**WHAT YOU WILL DO**
The lines from the start of the data through the line with "fn save(&self, session: &Session) -> Result<()>;" are to be returned verbatim; all later lines are to be omitted.
##### RECORDS TO USE #####
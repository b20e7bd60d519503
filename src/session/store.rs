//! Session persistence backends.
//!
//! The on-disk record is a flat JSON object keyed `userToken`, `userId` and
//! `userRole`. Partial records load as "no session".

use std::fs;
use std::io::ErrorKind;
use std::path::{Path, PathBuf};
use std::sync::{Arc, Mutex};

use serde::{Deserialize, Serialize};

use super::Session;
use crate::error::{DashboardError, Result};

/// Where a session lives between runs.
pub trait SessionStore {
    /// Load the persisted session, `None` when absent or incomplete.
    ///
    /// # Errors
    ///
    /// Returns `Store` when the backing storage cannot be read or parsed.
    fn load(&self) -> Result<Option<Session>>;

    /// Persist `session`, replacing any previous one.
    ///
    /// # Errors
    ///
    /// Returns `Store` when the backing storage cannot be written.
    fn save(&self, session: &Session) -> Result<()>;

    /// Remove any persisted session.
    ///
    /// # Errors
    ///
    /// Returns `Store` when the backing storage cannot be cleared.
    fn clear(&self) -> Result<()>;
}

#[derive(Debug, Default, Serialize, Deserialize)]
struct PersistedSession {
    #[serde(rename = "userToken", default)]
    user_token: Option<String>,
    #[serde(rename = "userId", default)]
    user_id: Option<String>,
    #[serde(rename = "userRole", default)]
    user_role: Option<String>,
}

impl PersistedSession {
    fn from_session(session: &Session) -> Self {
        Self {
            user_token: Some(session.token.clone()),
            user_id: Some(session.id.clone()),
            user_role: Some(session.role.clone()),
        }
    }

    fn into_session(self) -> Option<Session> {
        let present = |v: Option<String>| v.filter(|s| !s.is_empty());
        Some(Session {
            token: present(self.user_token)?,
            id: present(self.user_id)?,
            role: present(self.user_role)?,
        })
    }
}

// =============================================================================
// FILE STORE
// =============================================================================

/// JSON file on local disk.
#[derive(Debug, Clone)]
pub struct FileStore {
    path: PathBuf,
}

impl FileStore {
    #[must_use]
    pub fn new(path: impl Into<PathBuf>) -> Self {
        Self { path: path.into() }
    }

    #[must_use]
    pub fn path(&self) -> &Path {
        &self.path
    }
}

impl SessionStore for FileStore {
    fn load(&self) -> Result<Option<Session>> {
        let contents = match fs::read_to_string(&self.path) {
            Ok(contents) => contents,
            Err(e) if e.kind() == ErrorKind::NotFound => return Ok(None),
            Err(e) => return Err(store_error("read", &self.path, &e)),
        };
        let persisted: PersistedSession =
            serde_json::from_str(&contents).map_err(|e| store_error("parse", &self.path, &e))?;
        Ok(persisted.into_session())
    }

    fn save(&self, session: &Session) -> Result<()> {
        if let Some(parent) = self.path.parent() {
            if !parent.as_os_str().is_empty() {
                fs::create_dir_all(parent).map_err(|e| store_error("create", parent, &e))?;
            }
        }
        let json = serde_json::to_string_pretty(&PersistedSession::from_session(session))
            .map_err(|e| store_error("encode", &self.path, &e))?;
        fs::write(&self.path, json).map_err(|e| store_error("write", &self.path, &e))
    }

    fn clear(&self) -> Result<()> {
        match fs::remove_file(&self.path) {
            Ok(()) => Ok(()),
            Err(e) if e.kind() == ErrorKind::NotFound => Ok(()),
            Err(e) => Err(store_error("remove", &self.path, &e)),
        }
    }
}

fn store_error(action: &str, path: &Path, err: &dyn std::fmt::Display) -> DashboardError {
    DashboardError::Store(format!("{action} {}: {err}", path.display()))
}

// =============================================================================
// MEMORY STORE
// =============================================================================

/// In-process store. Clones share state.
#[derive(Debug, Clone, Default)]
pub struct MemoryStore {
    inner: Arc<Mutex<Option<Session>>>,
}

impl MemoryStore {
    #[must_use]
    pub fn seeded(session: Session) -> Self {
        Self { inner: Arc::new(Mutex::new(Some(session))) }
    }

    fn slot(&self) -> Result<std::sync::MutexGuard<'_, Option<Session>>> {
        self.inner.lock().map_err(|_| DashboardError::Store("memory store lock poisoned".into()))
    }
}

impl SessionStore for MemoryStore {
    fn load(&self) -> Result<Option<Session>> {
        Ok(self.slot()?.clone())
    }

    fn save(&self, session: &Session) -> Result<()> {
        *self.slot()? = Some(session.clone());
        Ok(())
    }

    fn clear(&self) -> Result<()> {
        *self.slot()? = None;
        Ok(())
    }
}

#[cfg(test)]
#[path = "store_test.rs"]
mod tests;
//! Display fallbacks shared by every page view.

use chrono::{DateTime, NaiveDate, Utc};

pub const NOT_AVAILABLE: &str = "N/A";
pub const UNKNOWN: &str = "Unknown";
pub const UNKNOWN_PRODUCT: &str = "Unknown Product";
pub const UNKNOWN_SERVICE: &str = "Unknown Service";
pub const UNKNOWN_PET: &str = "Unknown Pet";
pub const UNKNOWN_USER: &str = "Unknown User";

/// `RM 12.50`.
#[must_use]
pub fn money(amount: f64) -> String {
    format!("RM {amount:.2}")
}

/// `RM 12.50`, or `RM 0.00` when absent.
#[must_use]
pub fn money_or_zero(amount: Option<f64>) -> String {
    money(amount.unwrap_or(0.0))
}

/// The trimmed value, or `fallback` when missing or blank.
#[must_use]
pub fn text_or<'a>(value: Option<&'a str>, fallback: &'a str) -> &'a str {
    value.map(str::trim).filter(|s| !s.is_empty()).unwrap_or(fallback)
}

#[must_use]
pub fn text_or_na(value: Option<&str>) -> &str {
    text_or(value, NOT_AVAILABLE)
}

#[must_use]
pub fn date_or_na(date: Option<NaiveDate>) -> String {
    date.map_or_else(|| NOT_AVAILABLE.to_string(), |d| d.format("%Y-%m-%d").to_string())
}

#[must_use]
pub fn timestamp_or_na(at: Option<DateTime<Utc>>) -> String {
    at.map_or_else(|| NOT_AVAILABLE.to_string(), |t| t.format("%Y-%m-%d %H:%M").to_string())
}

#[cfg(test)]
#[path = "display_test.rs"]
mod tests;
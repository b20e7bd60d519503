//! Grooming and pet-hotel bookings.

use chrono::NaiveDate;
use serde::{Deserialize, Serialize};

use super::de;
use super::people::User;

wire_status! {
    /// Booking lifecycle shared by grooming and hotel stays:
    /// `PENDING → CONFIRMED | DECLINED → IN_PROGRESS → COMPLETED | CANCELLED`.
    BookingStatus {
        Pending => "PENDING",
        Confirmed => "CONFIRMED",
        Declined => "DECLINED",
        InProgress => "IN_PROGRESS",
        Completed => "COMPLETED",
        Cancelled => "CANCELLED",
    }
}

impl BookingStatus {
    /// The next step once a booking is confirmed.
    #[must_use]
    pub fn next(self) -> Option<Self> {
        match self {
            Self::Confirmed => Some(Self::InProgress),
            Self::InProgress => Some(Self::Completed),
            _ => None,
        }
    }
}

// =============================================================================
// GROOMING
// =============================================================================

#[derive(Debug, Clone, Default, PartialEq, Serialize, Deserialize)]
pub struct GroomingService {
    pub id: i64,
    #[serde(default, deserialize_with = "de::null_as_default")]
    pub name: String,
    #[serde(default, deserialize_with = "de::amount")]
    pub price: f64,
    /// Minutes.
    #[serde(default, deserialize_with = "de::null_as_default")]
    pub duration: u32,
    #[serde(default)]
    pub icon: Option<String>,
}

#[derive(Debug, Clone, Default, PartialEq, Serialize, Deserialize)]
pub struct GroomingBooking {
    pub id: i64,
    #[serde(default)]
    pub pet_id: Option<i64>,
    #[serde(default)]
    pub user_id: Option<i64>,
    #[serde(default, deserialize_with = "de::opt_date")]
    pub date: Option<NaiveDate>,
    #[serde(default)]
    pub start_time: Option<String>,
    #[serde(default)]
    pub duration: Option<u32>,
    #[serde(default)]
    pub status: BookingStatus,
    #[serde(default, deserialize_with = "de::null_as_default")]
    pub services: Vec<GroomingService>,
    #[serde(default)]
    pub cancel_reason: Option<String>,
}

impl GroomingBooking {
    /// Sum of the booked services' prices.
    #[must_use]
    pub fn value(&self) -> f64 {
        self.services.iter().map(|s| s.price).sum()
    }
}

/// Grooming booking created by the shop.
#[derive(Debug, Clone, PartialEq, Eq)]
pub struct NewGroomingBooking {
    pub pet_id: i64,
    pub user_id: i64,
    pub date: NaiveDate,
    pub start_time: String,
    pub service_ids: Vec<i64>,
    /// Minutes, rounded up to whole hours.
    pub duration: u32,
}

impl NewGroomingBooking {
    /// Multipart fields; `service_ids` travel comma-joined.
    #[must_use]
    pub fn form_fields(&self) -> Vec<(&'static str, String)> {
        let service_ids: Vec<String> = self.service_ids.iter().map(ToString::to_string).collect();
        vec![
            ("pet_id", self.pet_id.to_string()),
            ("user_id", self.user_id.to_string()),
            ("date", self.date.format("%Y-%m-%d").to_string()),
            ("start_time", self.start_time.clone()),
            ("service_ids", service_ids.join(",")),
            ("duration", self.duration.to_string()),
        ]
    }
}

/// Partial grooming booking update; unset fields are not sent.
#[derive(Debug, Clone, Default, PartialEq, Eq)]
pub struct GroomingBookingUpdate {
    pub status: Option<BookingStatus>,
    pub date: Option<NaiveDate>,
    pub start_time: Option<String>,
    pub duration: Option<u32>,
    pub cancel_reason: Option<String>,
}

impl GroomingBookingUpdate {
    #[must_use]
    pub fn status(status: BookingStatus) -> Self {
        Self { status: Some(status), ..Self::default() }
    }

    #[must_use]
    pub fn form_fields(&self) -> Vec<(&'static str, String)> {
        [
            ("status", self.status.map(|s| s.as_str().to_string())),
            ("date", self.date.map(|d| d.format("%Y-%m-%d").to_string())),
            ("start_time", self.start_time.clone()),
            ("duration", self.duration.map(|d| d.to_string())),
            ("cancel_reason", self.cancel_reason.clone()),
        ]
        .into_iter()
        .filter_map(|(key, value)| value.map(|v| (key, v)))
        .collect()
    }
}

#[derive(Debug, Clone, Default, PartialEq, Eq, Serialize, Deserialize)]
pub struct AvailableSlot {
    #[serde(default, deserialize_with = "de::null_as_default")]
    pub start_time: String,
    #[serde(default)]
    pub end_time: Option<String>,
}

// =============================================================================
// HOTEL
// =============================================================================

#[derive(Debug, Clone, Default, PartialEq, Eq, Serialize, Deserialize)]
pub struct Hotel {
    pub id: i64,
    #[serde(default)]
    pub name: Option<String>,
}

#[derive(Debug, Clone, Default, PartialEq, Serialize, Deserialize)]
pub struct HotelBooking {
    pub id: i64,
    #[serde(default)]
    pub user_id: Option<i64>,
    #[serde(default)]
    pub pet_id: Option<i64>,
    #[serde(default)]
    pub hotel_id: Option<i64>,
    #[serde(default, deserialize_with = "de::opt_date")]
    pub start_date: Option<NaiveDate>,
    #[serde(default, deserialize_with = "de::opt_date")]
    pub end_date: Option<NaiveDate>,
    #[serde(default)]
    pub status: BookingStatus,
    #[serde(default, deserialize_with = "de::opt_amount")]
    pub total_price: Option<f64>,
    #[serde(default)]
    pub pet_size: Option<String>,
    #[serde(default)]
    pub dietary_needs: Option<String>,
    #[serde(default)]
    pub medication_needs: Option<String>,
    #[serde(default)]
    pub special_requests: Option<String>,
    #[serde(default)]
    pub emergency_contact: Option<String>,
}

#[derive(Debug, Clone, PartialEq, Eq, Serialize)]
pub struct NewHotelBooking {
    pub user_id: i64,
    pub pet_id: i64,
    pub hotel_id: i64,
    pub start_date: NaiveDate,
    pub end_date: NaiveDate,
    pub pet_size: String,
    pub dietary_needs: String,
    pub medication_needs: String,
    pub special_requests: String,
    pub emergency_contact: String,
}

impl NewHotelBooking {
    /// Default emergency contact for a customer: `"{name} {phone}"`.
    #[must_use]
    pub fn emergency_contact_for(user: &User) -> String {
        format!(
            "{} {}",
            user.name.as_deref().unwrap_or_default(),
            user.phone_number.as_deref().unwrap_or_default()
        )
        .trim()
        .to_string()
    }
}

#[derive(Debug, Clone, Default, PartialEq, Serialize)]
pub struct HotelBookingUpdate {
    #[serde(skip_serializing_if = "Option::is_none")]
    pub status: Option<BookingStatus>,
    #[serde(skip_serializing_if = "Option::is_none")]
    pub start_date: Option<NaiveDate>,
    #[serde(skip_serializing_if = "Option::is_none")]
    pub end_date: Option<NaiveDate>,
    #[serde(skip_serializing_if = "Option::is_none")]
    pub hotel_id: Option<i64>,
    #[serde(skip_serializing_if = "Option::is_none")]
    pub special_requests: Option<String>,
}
#####
**ANSWER FOR THE TASK**
repository b20e7bd60d519503
filename src/session/store.rs
//! Session persistence backends.
//!
//! The on-disk record is a flat JSON object keyed `userToken`, `userId` and
//! `userRole`. Partial records load as "no session".

use std::fs;
use std::io::ErrorKind;
use std::path::{Path, PathBuf};
use std::sync::{Arc, Mutex};

use serde::{Deserialize, Serialize};

use super::Session;
use crate::error::{DashboardError, Result};

/// Where a session lives between runs.
pub trait SessionStore {
    /// Load the persisted session, `None` when absent or incomplete.
    ///
    /// # Errors
    ///
    /// Returns `Store` when the backing storage cannot be read or parsed.
    fn load(&self) -> Result<Option<Session>>;

    /// Persist `session`, replacing any previous one.
    ///
    /// # Errors
    ///
    /// Returns `Store` when the backing storage cannot be written.
    fn save(&self, session: &Session) -> Result<()>;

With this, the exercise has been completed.